"This is a real breakthrough in two respects", stated Achilleas Frangakis, group leader at EMBL. "Never before has it been possible to look in three dimensions at a tissue so close to its native state at such a high resolution. We can now see details at the scale of a few millionths of a millimetre. In this way we have gained a new view on the interactions of molecules that underlie cell adhesion in tissues - a mechanism that has been disputed over decades."
So far, the only information available about a protein's position and interactions in a cell was based on either light microscopy images at poor resolution or techniques that remove proteins from their natural context. Achilleas Frangakis and his group have been developing a technique called cryo-electron tomography, with which a cell or tissue is instantly frozen in its natural state and then examined with an electron micro-scope. Electron microscopy normally requires tissue to be treated with chemicals or coated in metal, a procedure that disturbs the natural state of a sample. With cyro-electron tomography, images are taken of the untreated sample from different directions and assembled into an accurate 3D image by a computer.

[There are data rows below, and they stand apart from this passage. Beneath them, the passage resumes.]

impl<'src> Lexer<'src> {
    pub fn new(input: &'src str) -> Self {
        Self {
            input,
            bytes: input.as_bytes(),
            offset: 0,
            line: 1,
            column: 1,
            done: false,
        }
    }

    fn pos(&self) -> Position {
        Position::new(self.line, self.column, self.offset as u32)
    }

    fn at_end(&self) -> bool {
        self.offset >= self.bytes.len()
    }

    fn peek(&self) -> Option<char> {
        self.input[self.offset..].chars().next()
    }

    fn peek2(&self) -> Option<char> {
        let mut chars = self.input[self.offset..].chars();
        chars.next();
        chars.next()
    }

    fn advance(&mut self) -> Option<char> {
        let ch = self.peek()?;
        self.offset += ch.len_utf8();
        if ch == '\n' {
            self.line += 1;
            self.column = 1;
        } else {
            self.column += 1;
        }
        Some(ch)
    }

    fn slice_from(&self, start: usize) -> &'src str {
        &self.input[start..self.offset]
    }

    /// Produce the next token, or `None` once EOF has already been
    /// returned once (EOF is a single sentinel, not an infinite stream).
    pub fn next_token(&mut self) -> Result<Option<Token>, LexError> {
        if self.done {
            return Ok(None);
        }
        self.skip_spaces_and_tabs();

        let start = self.pos();
        let Some(ch) = self.peek() else {
            self.done = true;
            return Ok(Some(Token {
                kind: TokenKind::Eof,
                span: Span::point(start),
            }));
        };

        if ch == '\r' || ch == '\n' {
            self.consume_newline();
            return Ok(Some(Token {
                kind: TokenKind::Newline,
                span: Span::new(start, self.pos()),
            }));
        }

        if ch == '/' && self.peek2() == Some('/') {
            return Ok(Some(self.lex_line_comment(start)));
        }
        if ch == '/' && self.peek2() == Some('*') {
            return Ok(Some(self.lex_block_comment(start)));
        }

        if ch == '"' {
            return Ok(Some(self.lex_text(start)));
        }
        if ch == '`' {
            return Ok(Some(self.lex_prose(start)));
        }
        if ch == '0' && matches!(self.peek2(), Some('x') | Some('X')) {
            return self.lex_hex_prefixed(start).map(Some);
        }

        if ch.is_ascii_digit() {
            return Ok(Some(self.lex_number(start)));
        }

        if ch == '_' || ch.is_alphabetic() {
            return Ok(Some(self.lex_ident_or_keyword(start)));
        }

        if let Some(tok) = self.lex_punct(start) {
            return Ok(Some(tok));
        }

        self.advance();
        Err(LexError::UnrecognizedChar { ch, pos: start })
    }

    fn skip_spaces_and_tabs(&mut self) {
        while matches!(self.peek(), Some(' ') | Some('\t')) {
            self.advance();
        }
    }

    fn consume_newline(&mut self) {
        if self.peek() == Some('\r') {
            self.advance();
            if self.peek() == Some('\n') {
                self.advance();
            }
        } else if self.peek() == Some('\n') {
            self.advance();
        }
    }

    fn lex_line_comment(&mut self, start: Position) -> Token {
        let text_start = self.offset;
        while let Some(c) = self.peek() {
            if c == '\n' || c == '\r' {
                break;
            }
            self.advance();
        }
        let text = self.slice_from(text_start).to_string();
        Token {
            kind: TokenKind::LineComment(text),
            span: Span::new(start, self.pos()),
        }
    }

    fn lex_block_comment(&mut self, start: Position) -> Token {
        self.advance(); // '/'
        self.advance(); // '*'
        let text_start = self.offset;
        let mut end_offset = self.offset;
        loop {
            match self.peek() {
                None => break,
                Some('*') if self.peek2() == Some('/') => {
                    end_offset = self.offset;
                    self.advance();
                    self.advance();
                    break;
                }
                Some(_) => {
                    self.advance();
                    end_offset = self.offset;
                }
            }
        }
        let text = self.input[text_start..end_offset].to_string();
        Token {
            kind: TokenKind::BlockComment(text),
            span: Span::new(start, self.pos()),
        }
    }

    /// Text literals preserve embedded newlines and backslash escapes
    /// verbatim (spec.md §4.1): no escape processing happens here.
    fn lex_text(&mut self, start: Position) -> Token {
        self.advance(); // opening quote
        let text_start = self.offset;
        let mut end_offset = self.offset;
        while let Some(c) = self.peek() {
            if c == '"' {
                end_offset = self.offset;
                self.advance();
                break;
            }
            if c == '\\' {
                self.advance();
                if self.peek().is_some() {
                    self.advance();
                }
                end_offset = self.offset;
                continue;
            }
            self.advance();
            end_offset = self.offset;
        }
        let text = self.input[text_start..end_offset].to_string();
        Token {
            kind: TokenKind::Text(text),
            span: Span::new(start, self.pos()),
        }
    }

    fn lex_prose(&mut self, start: Position) -> Token {
        self.advance(); // opening backtick
        let text_start = self.offset;
        let mut end_offset = self.offset;
        while let Some(c) = self.peek() {
            if c == '`' {
                end_offset = self.offset;
                self.advance();
                break;
            }
            self.advance();
            end_offset = self.offset;
        }
        let text = self.input[text_start..end_offset].to_string();
        Token {
            kind: TokenKind::Prose(text),
            span: Span::new(start, self.pos()),
        }
    }

    /// `0x"..."` data literals, hex integers, and hex floats
    /// (`0x...p±N`, spec.md §4.1) all start with `0x`/`0X`; disambiguate
    /// by the character after it.
    fn lex_hex_prefixed(&mut self, start: Position) -> Result<Token, LexError> {
        self.advance(); // '0'
        self.advance(); // 'x'/'X'
        if self.peek() == Some('"') {
            return Ok(self.lex_data(start));
        }

        let int_start = self.offset;
        while matches!(self.peek(), Some(c) if c.is_ascii_hexdigit() || c == '_') {
            self.advance();
        }
        let int_part = self.slice_from(int_start).replace('_', "");

        let mut frac_part = String::new();
        if self.peek() == Some('.') && matches!(self.peek2(), Some(c) if c.is_ascii_hexdigit()) {
            self.advance();
            let frac_start = self.offset;
            while matches!(self.peek(), Some(c) if c.is_ascii_hexdigit() || c == '_') {
                self.advance();
            }
            frac_part = self.slice_from(frac_start).replace('_', "");
        }

        let has_exponent = matches!(self.peek(), Some('p') | Some('P'));
        if !frac_part.is_empty() || has_exponent {
            let mut exponent = 0i32;
            if has_exponent {
                self.advance();
                let mut sign = 1i32;
                if matches!(self.peek(), Some('+') | Some('-')) {
                    if self.peek() == Some('-') {
                        sign = -1;
                    }
                    self.advance();
                }
                let exp_start = self.offset;
                while matches!(self.peek(), Some(c) if c.is_ascii_digit()) {
                    self.advance();
                }
                exponent = sign * self.slice_from(exp_start).parse::<i32>().unwrap_or(0);
            }
            return Ok(Token {
                kind: TokenKind::Float(parse_hex_float(&int_part, &frac_part, exponent)),
                span: Span::new(start, self.pos()),
            });
        }

        let value = i128::from_str_radix(&int_part, 16).unwrap_or(0);
        Ok(Token {
            kind: TokenKind::Int(value),
            span: Span::new(start, self.pos()),
        })
    }

    fn lex_data(&mut self, start: Position) -> Token {
        self.advance(); // opening quote
        let text_start = self.offset;
        let mut end_offset = self.offset;
        while let Some(c) = self.peek() {
            if c == '"' {
                end_offset = self.offset;
                self.advance();
                break;
            }
            self.advance();
            end_offset = self.offset;
        }
        let hex = self.input[text_start..end_offset].replace(['_', '\n', '\r'], "");
        let bytes = decode_hex_bytes(&hex);
        Token {
            kind: TokenKind::Data(bytes),
            span: Span::new(start, self.pos()),
        }
    }

    fn lex_radix_number(&mut self, start: Position, radix: u32) -> Result<Token, LexError> {
        let digit_start = self.offset;
        while let Some(c) = self.peek() {
            if c.is_digit(radix) || c == '_' {
                self.advance();
            } else {
                break;
            }
        }
        let raw = self.slice_from(digit_start).replace('_', "");
        let value = i128::from_str_radix(&raw, radix).unwrap_or(0);
        Ok(Token {
            kind: TokenKind::Int(value),
            span: Span::new(start, self.pos()),
        })
    }

    fn lex_number(&mut self, start: Position) -> Token {
        let digit_start = self.offset;

        if self.peek() == Some('0') {
            match self.peek2() {
                Some('b') | Some('B') => {
                    self.advance();
                    self.advance();
                    return self.lex_radix_number(start, 2).unwrap();
                }
                Some('o') | Some('O') => {
                    self.advance();
                    self.advance();
                    return self.lex_radix_number(start, 8).unwrap();
                }
                Some(c) if c.is_digit(8) => {
                    self.advance();
                    return self.lex_radix_number(start, 8).unwrap();
                }
                _ => {}
            }
        }

        while matches!(self.peek(), Some(c) if c.is_ascii_digit() || c == '_') {
            self.advance();
        }

        let mut is_float = false;
        if self.peek() == Some('.') && matches!(self.peek2(), Some(c) if c.is_ascii_digit()) {
            is_float = true;
            self.advance();
            while matches!(self.peek(), Some(c) if c.is_ascii_digit() || c == '_') {
                self.advance();
            }
        }
        if matches!(self.peek(), Some('e') | Some('E')) {
            is_float = true;
            self.advance();
            if matches!(self.peek(), Some('+') | Some('-')) {
                self.advance();
            }
            while matches!(self.peek(), Some(c) if c.is_ascii_digit()) {
                self.advance();
            }
        }

        let raw = self.slice_from(digit_start).replace('_', "");
        let kind = if is_float {
            TokenKind::Float(raw.parse().unwrap_or(0.0))
        } else {
            TokenKind::Int(raw.parse().unwrap_or(0))
        };
        Token {
            kind,
            span: Span::new(start, self.pos()),
        }
    }

    fn lex_ident_or_keyword(&mut self, start: Position) -> Token {
        let ident_start = self.offset;
        while matches!(self.peek(), Some(c) if c == '_' || c.is_alphanumeric()) {
            self.advance();
        }
        let text = self.slice_from(ident_start);
        let kind = match Keyword::lookup(text) {
            Some(kw) => TokenKind::Keyword(kw),
            None => TokenKind::Ident(text.to_string()),
        };
        Token {
            kind,
            span: Span::new(start, self.pos()),
        }
    }

    fn lex_punct(&mut self, start: Position) -> Option<Token> {
        let two = |a: char, b: Option<char>| b == Some(a);
        let c0 = self.peek()?;
        let c1 = self.peek2();
        let (len, punct) = match (c0, c1) {
            ('=', c) if two('=', c) => (2, Punct::EqEq),
            ('!', c) if two('=', c) => (2, Punct::NotEq),
            ('<', c) if two('=', c) => (2, Punct::Le),
            ('>', c) if two('=', c) => (2, Punct::Ge),
            ('+', c) if two('=', c) => (2, Punct::PlusEq),
            ('-', c) if two('=', c) => (2, Punct::MinusEq),
            ('*', c) if two('=', c) => (2, Punct::StarEq),
            ('/', c) if two('=', c) => (2, Punct::SlashEq),
            ('&', c) if two('&', c) => (2, Punct::AndAnd),
            ('|', c) if two('|', c) => (2, Punct::OrOr),
            ('(', _) => (1, Punct::LParen),
            (')', _) => (1, Punct::RParen),
            ('{', _) => (1, Punct::LBrace),
            ('}', _) => (1, Punct::RBrace),
            ('[', _) => (1, Punct::LBracket),
            (']', _) => (1, Punct::RBracket),
            (':', _) => (1, Punct::Colon),
            (',', _) => (1, Punct::Comma),
            ('.', _) => (1, Punct::Dot),
            ('@', _) => (1, Punct::At),
            ('$', _) => (1, Punct::Dollar),
            (';', _) => (1, Punct::Semicolon),
            ('=', _) => (1, Punct::Eq),
            ('<', _) => (1, Punct::Lt),
            ('>', _) => (1, Punct::Gt),
            ('+', _) => (1, Punct::Plus),
            ('-', _) => (1, Punct::Minus),
            ('*', _) => (1, Punct::Star),
            ('/', _) => (1, Punct::Slash),
            ('%', _) => (1, Punct::Percent),
            ('!', _) => (1, Punct::Bang),
            ('&', _) => (1, Punct::Amp),
            ('|', _) => (1, Punct::Pipe),
            ('^', _) => (1, Punct::Caret),
            _ => return None,
        };
        for _ in 0..len {
            self.advance();
        }
        Some(Token {
            kind: TokenKind::Punct(punct),
            span: Span::new(start, self.pos()),
        })
    }
}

The researchers applied this technique to observe proteins that are crucial for the integrity of tissues and organs like the skin and the heart, but also play an important role in cell proliferation. These proteins, called cadherins, are anchored in cell membranes and interact with each other to bring cells close together and interlink them tightly.
"We could see the interaction between two cadherins directly, and this revealed where the strength of human skin comes from", stated Ashraf Al-Amoudi, who carried out the work in Achilleas Frangakis' lab. "The trick is that each cadherin binds twice: once to a molecule from the juxtaposed cell, and once to its next-door neighbour. The system works a bit like specialised Velcro and establishes very tight contacts between cells."
The new insights into the cadherin system broadens the understanding of structural aspects of cell adhesion and shed light on other crucial processes such as cell proliferation. The technical advances achieved in cryo-electron tomography of frozen sections open up new possibilities to study more systems at native conditions with molecular resolution.